TASK OBJECTIVE> What the task needs is every record repeated exactly, nothing more.

++++++++

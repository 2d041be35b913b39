//! Trained classifier behind a small trait seam.
//!
//! The production artifact (`model.json`) is a linear model exported from
//! the training notebook. Two flavours exist:
//! - `logistic_regression`: exposes class probabilities and the raw margin
//! - `linear_decision`: margin only (e.g. a linear SVM export)

use anyhow::{ensure, Context, Result};
use serde::{Deserialize, Serialize};
use std::fmt;
use std::fs;
use std::path::Path;
use std::sync::Arc;
use thiserror::Error;

use crate::features::FeatureVector;
use crate::util::sigmoid;

pub const MODEL_FILE: &str = "model.json";

#[derive(Debug, Error)]
pub enum ModelError {
    /// The model does not implement this capability at all.
    #[error("model does not support {0}")]
    Unsupported(&'static str),
    #[error("input has {found} features, model expects {expected}")]
    ShapeMismatch { expected: usize, found: usize },
    #[error("model produced a non-finite {0}")]
    NonFinite(&'static str),
    #[error("model failure: {0}")]
    Failed(String),
}

/// Binary classifier over an assembled feature row.
pub trait Classifier: Send + Sync + fmt::Debug {
    /// Column names the model was trained on, when the artifact records them.
    fn feature_names(&self) -> Option<&[String]> {
        None
    }

    /// Per-class probabilities for one row; index 1 is the positive class.
    fn predict_proba(&self, x: &FeatureVector) -> Result<Vec<f64>, ModelError>;

    /// Raw decision score (log-odds margin) for one row.
    fn decision_function(&self, _x: &FeatureVector) -> Result<f64, ModelError> {
        Err(ModelError::Unsupported("decision_function"))
    }
}

#[derive(Debug, Clone, Serialize, Deserialize)]
pub struct LinearModel {
    pub feature_names: Vec<String>,
    pub coef: Vec<f64>,
    pub intercept: f64,
}

impl LinearModel {
    fn validate(&self) -> Result<()> {
        ensure!(
            self.coef.len() == self.feature_names.len(),
            "model has {} coefficients for {} features",
            self.coef.len(),
            self.feature_names.len()
        );
        ensure!(
            self.coef.iter().all(|c| c.is_finite()) && self.intercept.is_finite(),
            "model contains non-finite coefficients"
        );
        Ok(())
    }

    pub fn margin(&self, x: &FeatureVector) -> Result<f64, ModelError> {
        if x.len() != self.coef.len() {
            return Err(ModelError::ShapeMismatch {
                expected: self.coef.len(),
                found: x.len(),
            });
        }
        let z = self.intercept
            + self
                .coef
                .iter()
                .zip(x.values())
                .map(|(w, v)| w * v)
                .sum::<f64>();
        if !z.is_finite() {
            return Err(ModelError::NonFinite("decision score"));
        }
        Ok(z)
    }
}

#[derive(Debug, Clone)]
pub struct LogisticRegression(pub LinearModel);

impl Classifier for LogisticRegression {
    fn feature_names(&self) -> Option<&[String]> {
        Some(&self.0.feature_names)
    }

    fn predict_proba(&self, x: &FeatureVector) -> Result<Vec<f64>, ModelError> {
        let p = sigmoid(self.0.margin(x)?);
        Ok(vec![1.0 - p, p])
    }

    fn decision_function(&self, x: &FeatureVector) -> Result<f64, ModelError> {
        self.0.margin(x)
    }
}

#[derive(Debug, Clone)]
pub struct LinearDecision(pub LinearModel);

impl Classifier for LinearDecision {
    fn feature_names(&self) -> Option<&[String]> {
        Some(&self.0.feature_names)
    }

    fn predict_proba(&self, _x: &FeatureVector) -> Result<Vec<f64>, ModelError> {
        Err(ModelError::Unsupported("predict_proba"))
    }

    fn decision_function(&self, x: &FeatureVector) -> Result<f64, ModelError> {
        self.0.margin(x)
    }
}

/// On-disk layout of `model.json`.
#[derive(Debug, Clone, Serialize, Deserialize)]
#[serde(tag = "kind", rename_all = "snake_case")]
pub enum ModelArtifact {
    LogisticRegression(LinearModel),
    LinearDecision(LinearModel),
}

impl ModelArtifact {
    pub fn into_classifier(self) -> Result<Arc<dyn Classifier>> {
        Ok(match self {
            Self::LogisticRegression(m) => {
                m.validate()?;
                Arc::new(LogisticRegression(m))
            }
            Self::LinearDecision(m) => {
                m.validate()?;
                Arc::new(LinearDecision(m))
            }
        })
    }
}

pub fn load_model(path: &Path) -> Result<Arc<dyn Classifier>> {
    let s = fs::read_to_string(path)
        .with_context(|| format!("read {}: {}", MODEL_FILE, path.display()))?;
    let artifact: ModelArtifact = serde_json::from_str(&s)
        .with_context(|| format!("parse {}: {}", MODEL_FILE, path.display()))?;
    let model = artifact
        .into_classifier()
        .with_context(|| format!("load {}: {}", MODEL_FILE, path.display()))?;
    tracing::info!(path = %path.display(), model = ?model, "classifier loaded");
    Ok(model)
}
use anyhow::Context;
use iabp_risk_core::config::Config;
use iabp_risk_core::pipeline::RiskContext;
use iabp_risk_core::schema::ScoreRequest;

fn main() -> anyhow::Result<()> {
    // 1) 模型目录：与 server 相同的默认值（RISK_MODEL_DIR / RISK_CONFIG），命令行参数优先
    let mut args = std::env::args().skip(1);
    let mut cfg = Config::from_env()?;
    if let Some(dir) = args.next() {
        cfg.model_dir = dir.into();
    }

    // 2) 载入 schema + classifier（启动失败直接退出）
    let ctx = RiskContext::load(&cfg)?;

    // 3) 构造输入：只给部分字段，其余走默认值
    let raw = args
        .next()
        .unwrap_or_else(|| r#"{"age": 70, "beta_blocker_use": "Yes"}"#.to_string());
    let inputs: serde_json::Value = serde_json::from_str(&raw).context("parse inputs json")?;
    let inputs = inputs
        .as_object()
        .cloned()
        .context("inputs must be a JSON object")?;

    // 4) assemble + score
    let resp = ctx.assess(&ScoreRequest {
        trace_id: None,
        inputs,
    })?;

    println!("row_len={}", resp.features.len());
    for (name, v) in resp.features.iter() {
        println!("  {:<24} {:>10.3}", name, v);
    }
    println!("probability={} ({:?})", resp.probability_pct, resp.source);
    println!("tier={} badge=\"{}\"", resp.tier, resp.badge.text);

    Ok(())
}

++++++++

ANSWER SECTION>
repository 2d041be35b913b39
//! Trained classifier behind a small trait seam.
//!
//! The production artifact (`model.json`) is a linear model exported from
//! the training notebook. Two flavours exist:
//! - `logistic_regression`: exposes class probabilities and the raw margin
//! - `linear_decision`: margin only (e.g. a linear SVM export)

use anyhow::{ensure, Context, Result};
use serde::{Deserialize, Serialize};
use std::fmt;
use std::fs;
use std::path::Path;
use std::sync::Arc;
use thiserror::Error;

use crate::features::FeatureVector;
use crate::util::sigmoid;

pub const MODEL_FILE: &str = "model.json";

#[derive(Debug, Error)]
pub enum ModelError {
    /// The model does not implement this capability at all.
    #[error("model does not support {0}")]
    Unsupported(&'static str),
    #[error("input has {found} features, model expects {expected}")]
    ShapeMismatch { expected: usize, found: usize },
    #[error("model produced a non-finite {0}")]
    NonFinite(&'static str),
    #[error("model failure: {0}")]
    Failed(String),
}

/// Binary classifier over an assembled feature row.
pub trait Classifier: Send + Sync + fmt::Debug {
    /// Column names the model was trained on, when the artifact records them.
    fn feature_names(&self) -> Option<&[String]> {
        None
    }

    /// Per-class probabilities for one row; index 1 is the positive class.
    fn predict_proba(&self, x: &FeatureVector) -> Result<Vec<f64>, ModelError>;

    /// Raw decision score (log-odds margin) for one row.
    fn decision_function(&self, _x: &FeatureVector) -> Result<f64, ModelError> {
        Err(ModelError::Unsupported("decision_function"))
    }
}

#[derive(Debug, Clone, Serialize, Deserialize)]
pub struct LinearModel {
    pub feature_names: Vec<String>,
    pub coef: Vec<f64>,
    pub intercept: f64,
}

impl LinearModel {
    fn validate(&self) -> Result<()> {
        ensure!(
            self.coef.len() == self.feature_names.len(),
            "model has {} coefficients for {} features",
            self.coef.len(),
            self.feature_names.len()
        );
        ensure!(
            self.coef.iter().all(|c| c.is_finite()) && self.intercept.is_finite(),
            "model contains non-finite coefficients"
        );
        Ok(())
    }

    pub fn margin(&self, x: &FeatureVector) -> Result<f64, ModelError> {
        if x.len() != self.coef.len() {
            return Err(ModelError::ShapeMismatch {
                expected: self.coef.len(),
                found: x.len(),
            });
        }
        let z = self.intercept
            + self
                .coef
                .iter()
                .zip(x.values())
                .map(|(w, v)| w * v)
                .sum::<f64>();
        if !z.is_finite() {
            return Err(ModelError::NonFinite("decision score"));
        }
        Ok(z)
    }
}

#[derive(Debug, Clone)]
pub struct LogisticRegression(pub LinearModel);

impl Classifier for LogisticRegression {
    fn feature_names(&self) -> Option<&[String]> {
        Some(&self.0.feature_names)
    }

    fn predict_proba(&self, x: &FeatureVector) -> Result<Vec<f64>, ModelError> {
        let p = sigmoid(self.0.margin(x)?);
        Ok(vec![1.0 - p, p])
    }

    fn decision_function(&self, x: &FeatureVector) -> Result<f64, ModelError> {
        self.0.margin(x)
    }
}

#[derive(Debug, Clone)]
pub struct LinearDecision(pub LinearModel);

impl Classifier for LinearDecision {
    fn feature_names(&self) -> Option<&[String]> {
        Some(&self.0.feature_names)
    }

    fn predict_proba(&self, _x: &FeatureVector) -> Result<Vec<f64>, ModelError> {
        Err(ModelError::Unsupported("predict_proba"))
    }

    fn decision_function(&self, x: &FeatureVector) -> Result<f64, ModelError> {
        self.0.margin(x)
    }
}

/// On-disk layout of `model.json`.
#[derive(Debug, Clone, Serialize, Deserialize)]
#[serde(tag = "kind", rename_all = "snake_case")]
pub enum ModelArtifact {
    LogisticRegression(LinearModel),
    LinearDecision(LinearModel),
}

impl ModelArtifact {
    pub fn into_classifier(self) -> Result<Arc<dyn Classifier>> {
        Ok(match self {
            Self::LogisticRegression(m) => {
                m.validate()?;
                Arc::new(LogisticRegression(m))
            }
            Self::LinearDecision(m) => {
                m.validate()?;
                Arc::new(LinearDecision(m))
            }
        })
    }
}

pub fn load_model(path: &Path) -> Result<Arc<dyn Classifier>> {
    let s = fs::read_to_string(path)
        .with_context(|| format!("read {}: {}", MODEL_FILE, path.display()))?;
    let artifact: ModelArtifact = serde_json::from_str(&s)
        .with_context(|| format!("parse {}: {}", MODEL_FILE, path.display()))?;
    let model = artifact
        .into_classifier()
        .with_context(|| format!("load {}: {}", MODEL_FILE, path.display()))?;
    tracing::info!(path = %path.display(), model = ?model, "classifier loaded");
    Ok(model)
}
use anyhow::Context;
use iabp_risk_core::config::Config;
use iabp_risk_core::pipeline::RiskContext;
use iabp_risk_core::schema::ScoreRequest;

fn main() -> anyhow::Result<()> {
    // 1) 模型目录：与 server 相同的默认值（RISK_MODEL_DIR / RISK_CONFIG），命令行参数优先
    let mut args = std::env::args().skip(1);
    let mut cfg = Config::from_env()?;
    if let Some(dir) = args.next() {
        cfg.model_dir = dir.into();
    }

    // 2) 载入 schema + classifier（启动失败直接退出）
    let ctx = RiskContext::load(&cfg)?;

    // 3) 构造输入：只给部分字段，其余走默认值
    let raw = args
        .next()
        .unwrap_or_else(|| r#"{"age": 70, "beta_blocker_use": "Yes"}"#.to_string());
    let inputs: serde_json::Value = serde_json::from_str(&raw).context("parse inputs json")?;
    let inputs = inputs
        .as_object()
        .cloned()
        .context("inputs must be a JSON object")?;

    // 4) assemble + score
    let resp = ctx.assess(&ScoreRequest {
        trace_id: None,
        inputs,
    })?;

    println!("row_len={}", resp.features.len());
    for (name, v) in resp.features.iter() {
        println!("  {:<24} {:>10.3}", name, v);
    }
    println!("probability={} ({:?})", resp.probability_pct, resp.source);
    println!("tier={} badge=\"{}\"", resp.tier, resp.badge.text);

    Ok(())
}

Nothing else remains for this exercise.